• Problem statement: Whatever the records hold, copy it exactly and completely.

• Data for this task:
//! Harmonic/percussive source separation by median filtering
//!
//! Harmonic content is smooth along time, percussive content is smooth along
//! frequency. Median filtering the magnitude spectrogram in each direction
//! gives the two estimates, which become soft masks.

use crate::stft::{Spectrogram, Stft};

/// Median filter length in both directions
pub const DEFAULT_KERNEL: usize = 31;

const MASK_EPSILON: f32 = 1e-10;

/// Median-filtering separator
#[derive(Debug, Clone, Copy)]
pub struct Hpss {
    kernel: usize,
    power: f32,
}

impl Default for Hpss {
    fn default() -> Self {
        Self {
            kernel: DEFAULT_KERNEL,
            power: 2.0,
        }
    }
}

impl Hpss {
    pub fn new(kernel: usize, power: f32) -> Self {
        Self {
            kernel: kernel.max(1),
            power: power.max(1.0),
        }
    }

    /// Percussive soft mask for each bin of each frame
    pub fn percussive_mask(&self, spectrogram: &Spectrogram) -> Vec<Vec<f32>> {
        let magnitudes = spectrogram.magnitudes();
        let frames = magnitudes.len();
        let bins = spectrogram.bins;

        // Percussive estimate: median across frequency within each frame
        let percussive: Vec<Vec<f32>> = magnitudes
            .iter()
            .map(|frame| median_filter(frame, self.kernel))
            .collect();

        // Harmonic estimate: median across time within each bin
        let mut harmonic = vec![vec![0.0f32; bins]; frames];
        let mut column = vec![0.0f32; frames];
        for bin in 0..bins {
            for (f, frame) in magnitudes.iter().enumerate() {
                column[f] = frame.get(bin).copied().unwrap_or(0.0);
            }
            for (f, value) in median_filter(&column, self.kernel).into_iter().enumerate() {
                harmonic[f][bin] = value;
            }
        }

        percussive
            .iter()
            .zip(&harmonic)
            .map(|(p_frame, h_frame)| {
                p_frame
                    .iter()
                    .zip(h_frame)
                    .map(|(&p, &h)| {
                        let p = p.powf(self.power);
                        let h = h.powf(self.power);
                        p / (p + h + MASK_EPSILON)
                    })
                    .collect()
            })
            .collect()
    }

    /// Percussive component of `samples`, same length as the input
    pub fn percussive(&self, stft: &Stft, samples: &[f32]) -> Vec<f32> {
        let mut spectrogram = stft.forward(samples);
        let mask = self.percussive_mask(&spectrogram);
        for (frame, gains) in spectrogram.frames.iter_mut().zip(&mask) {
            for (c, &g) in frame.iter_mut().zip(gains) {
                *c *= g;
            }
        }
        stft.inverse(&spectrogram, samples.len())
    }
}

/// Centered running median; the window shrinks at the edges
pub fn median_filter(values: &[f32], kernel: usize) -> Vec<f32> {
    let half = kernel / 2;
    let mut window = Vec::with_capacity(kernel);
    (0..values.len())
        .map(|i| {
            let lo = i.saturating_sub(half);
            let hi = (i + half + 1).min(values.len());
            window.clear();
            window.extend_from_slice(&values[lo..hi]);
            window.sort_unstable_by(|a, b| a.total_cmp(b));
            window[window.len() / 2]
        })
        .collect()
}

#[cfg(test)]
mod tests {
    use super::*;
    use crate::onset::click_track;
    use std::f32::consts::PI;

    fn energy(samples: &[f32]) -> f32 {
        samples.iter().map(|s| s * s).sum()
    }

    #[test]
    fn test_median_filter() {
        let values = [1.0, 9.0, 2.0, 3.0, 8.0];
        assert_eq!(median_filter(&values, 3), vec![9.0, 2.0, 3.0, 3.0, 8.0]);
        assert_eq!(median_filter(&[], 3), Vec::<f32>::new());
    }

    #[test]
    fn test_sustained_tone_is_not_percussive() {
        let stft = Stft::default();
        let tone: Vec<f32> = (0..22050 * 2)
            .map(|i| (2.0 * PI * 440.0 * i as f32 / 22050.0).sin() * 0.5)
            .collect();
        let percussive = Hpss::default().percussive(&stft, &tone);
        assert_eq!(percussive.len(), tone.len());
        assert!(energy(&percussive) < energy(&tone) * 0.1);
    }

    #[test]
    fn test_clicks_are_percussive() {
        let stft = Stft::default();
        let clicks = click_track(11025, 1000, 22050 * 2);
        let percussive = Hpss::default().percussive(&stft, &clicks);
        assert!(energy(&percussive) > energy(&clicks) * 0.3);
    }
}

• Task response:
//! Harmonic/percussive source separation by median filtering
//!
//! Harmonic content is smooth along time, percussive content is smooth along
//! frequency. Median filtering the magnitude spectrogram in each direction
//! gives the two estimates, which become soft masks.

use crate::stft::{Spectrogram, Stft};

/// Median filter length in both directions
pub const DEFAULT_KERNEL: usize = 31;

const MASK_EPSILON: f32 = 1e-10;

/// Median-filtering separator
#[derive(Debug, Clone, Copy)]
pub struct Hpss {
    kernel: usize,
    power: f32,
}

impl Default for Hpss {
    fn default() -> Self {
        Self {
            kernel: DEFAULT_KERNEL,
            power: 2.0,
        }
    }
}

impl Hpss {
    pub fn new(kernel: usize, power: f32) -> Self {
        Self {
            kernel: kernel.max(1),
            power: power.max(1.0),
        }
    }

    /// Percussive soft mask for each bin of each frame
    pub fn percussive_mask(&self, spectrogram: &Spectrogram) -> Vec<Vec<f32>> {
        let magnitudes = spectrogram.magnitudes();
        let frames = magnitudes.len();
        let bins = spectrogram.bins;

        // Percussive estimate: median across frequency within each frame
        let percussive: Vec<Vec<f32>> = magnitudes
            .iter()
            .map(|frame| median_filter(frame, self.kernel))
            .collect();

        // Harmonic estimate: median across time within each bin
        let mut harmonic = vec![vec![0.0f32; bins]; frames];
        let mut column = vec![0.0f32; frames];
        for bin in 0..bins {
            for (f, frame) in magnitudes.iter().enumerate() {
                column[f] = frame.get(bin).copied().unwrap_or(0.0);
            }
            for (f, value) in median_filter(&column, self.kernel).into_iter().enumerate() {
                harmonic[f][bin] = value;
            }
        }

        percussive
            .iter()
            .zip(&harmonic)
            .map(|(p_frame, h_frame)| {
                p_frame
                    .iter()
                    .zip(h_frame)
                    .map(|(&p, &h)| {
                        let p = p.powf(self.power);
                        let h = h.powf(self.power);
                        p / (p + h + MASK_EPSILON)
                    })
                    .collect()
            })
            .collect()
    }

    /// Percussive component of `samples`, same length as the input
    pub fn percussive(&self, stft: &Stft, samples: &[f32]) -> Vec<f32> {
        let mut spectrogram = stft.forward(samples);
        let mask = self.percussive_mask(&spectrogram);
        for (frame, gains) in spectrogram.frames.iter_mut().zip(&mask) {
            for (c, &g) in frame.iter_mut().zip(gains) {
                *c *= g;
            }
        }
        stft.inverse(&spectrogram, samples.len())
    }
}

/// Centered running median; the window shrinks at the edges
pub fn median_filter(values: &[f32], kernel: usize) -> Vec<f32> {
    let half = kernel / 2;
    let mut window = Vec::with_capacity(kernel);
    (0..values.len())
        .map(|i| {
            let lo = i.saturating_sub(half);
            let hi = (i + half + 1).min(values.len());
            window.clear();
            window.extend_from_slice(&values[lo..hi]);
            window.sort_unstable_by(|a, b| a.total_cmp(b));
            window[window.len() / 2]
        })
        .collect()
}

#[cfg(test)]
mod tests {
    use super::*;
    use crate::onset::click_track;
    use std::f32::consts::PI;

    fn energy(samples: &[f32]) -> f32 {
        samples.iter().map(|s| s * s).sum()
    }

    #[test]
    fn test_median_filter() {
        let values = [1.0, 9.0, 2.0, 3.0, 8.0];
        assert_eq!(median_filter(&values, 3), vec![9.0, 2.0, 3.0, 3.0, 8.0]);
        assert_eq!(median_filter(&[], 3), Vec::<f32>::new());
    }

    #[test]
    fn test_sustained_tone_is_not_percussive() {
        let stft = Stft::default();
        let tone: Vec<f32> = (0..22050 * 2)
            .map(|i| (2.0 * PI * 440.0 * i as f32 / 22050.0).sin() * 0.5)
            .collect();
        let percussive = Hpss::default().percussive(&stft, &tone);
        assert_eq!(percussive.len(), tone.len());
        assert!(energy(&percussive) < energy(&tone) * 0.1);
    }

    #[test]
    fn test_clicks_are_percussive() {
        let stft = Stft::default();
        let clicks = click_track(11025, 1000, 22050 * 2);
        let percussive = Hpss::default().percussive(&stft, &clicks);
        assert!(energy(&percussive) > energy(&clicks) * 0.3);
    }
}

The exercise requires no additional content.